Amt Blankenstein

Hessisches Hinterland (ohne die Exklave Vöhl) 1815–1866

Das Amt Blankenstein (Landkreis Marburg-Biedenkopf, Hessen) war nahezu identisch mit dem 1237 erstmals genannten Gerichtsbezirk Gladenbach, der wiederum auf den Bezirk einer Zent zurückgeht. Das Amt lag in sogenannten Hessischen Hinterland, womit es im Wesentlichen dessen Geschichte teilte; es bestand bis zum Jahr 1821. Die Burg Blankenstein bei Gladenbach war Namensgeberin des Amtes.

Funktion

Ämter waren eine Ebene zwischen den Gemeinden und der Landesherrschaft. Die Funktionen von Verwaltung und Rechtsprechung waren hier nicht getrennt. Dem Amt stand ein Amtmann vor, der von der Landesherrschaft eingesetzt wurde.

Geschichte

Mittelalter

Erst seit den 1380er-Jahren wird in Urkunden von einem Amt Blankenstein berichtet. Die Erhebung zum Amt muss in dieser Zeit erfolgt sein, denn als Johannes von Weitershausen 1398 als Verwalter bestellt wurde, nennt die Urkunde ihn bereits Amtmann. Bis in die 1370er-Jahre war der Gerichtsbezirk Gladenbach noch kein Amt. Der Verwaltungsbezirk war dem Gericht in Marburg als höhere Instanz unterstellt und wurde von dort mitverwaltet.

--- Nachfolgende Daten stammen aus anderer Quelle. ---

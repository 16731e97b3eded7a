//! Error types for the geometry, tokenizing and conversion pipeline.

use thiserror::Error;

/// Errors raised by the arc reconstruction kernel.
///
/// All variants are recoverable at the command level: the plotter records a
/// diagnostic for the offending command and keeps going.
#[derive(Debug, Clone, Copy, PartialEq, Eq, Error)]
pub enum GeometryError {
    /// Both arc endpoints coincide, so a sweep angle cannot place a centre.
    #[error("arc endpoints coincide; chord has zero length")]
    DegenerateChord,

    /// The sweep is too close to a whole turn for a finite radius to exist.
    #[error("no finite radius exists for the given sweep")]
    ImaginaryRadius,

    /// No single-quadrant centre candidate matches the start and end points.
    #[error("no single-quadrant centre candidate fits the arc endpoints")]
    AmbiguousQuadrant,

    /// The centre offset places the centre on the start point.
    #[error("arc has zero radius")]
    ZeroRadius,

    /// The sweep angle is NaN or infinite.
    #[error("arc sweep angle is not finite")]
    NonFiniteSweep,
}

/// Errors raised while splitting a command stream into tokens.
#[derive(Debug, Clone, PartialEq, Eq, Error)]
pub enum TokenizeError {
    /// A `%` parameter block was opened and never closed.
    #[error("unterminated parameter block opened at byte {offset}")]
    UnterminatedBlock {
        /// Byte offset of the opening `%`.
        offset: usize,
    },

    /// Include directives nested deeper than the configured limit.
    #[error("include nesting exceeds depth limit of {depth}")]
    RecursionLimitExceeded {
        /// The depth limit that was hit.
        depth: u32,
    },
}

/// A numeric literal that does not fit the active coordinate format.
///
/// The plotter substitutes zero and records a diagnostic.
#[derive(Debug, Clone, PartialEq, Eq, Error)]
#[error("malformed number `{0}`")]
pub struct MalformedNumber(pub String);

/// Errors that abort a whole conversion job.
#[derive(Debug, Clone, PartialEq, Eq, Error)]
pub enum ConversionError {
    /// The input contained no data.
    #[error("empty input")]
    EmptyInput,

    /// The input bytes are not valid UTF-8.
    #[error("invalid UTF-8 input: {0}")]
    InvalidUtf8(String),

    /// The top-level command stream could not be tokenized.
    #[error(transparent)]
    Tokenize(#[from] TokenizeError),
}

Aufteilung in zwei Verwaltungsbezirke und Ausgliederung des Kirchspiels Hartenrod

Die in Gladenbach von da an eingerichtete Amtsverwaltung, erhielt ihren Namen von der Burg Blankenstein bei Gladenbach. Sie war Sitz des Amtmannes. Der Amts-/Gerichtsbezirk unterteilte sich in „Obergericht“ mit dem Vorort Hartenrod und „Untergericht“ mit dem Vorort Gladenbach. Etwa zeitgleich mit der Teilung des Verwaltungsbezirkes erfolgte auch die Ausgliederung des Kirchspiels Hartenrod (ca. Mitte des 14. Jh., 1367 starb Peter von Buchenau als Pfarrer in Hartenrod), das zuvor zu Gladenbach gehörte.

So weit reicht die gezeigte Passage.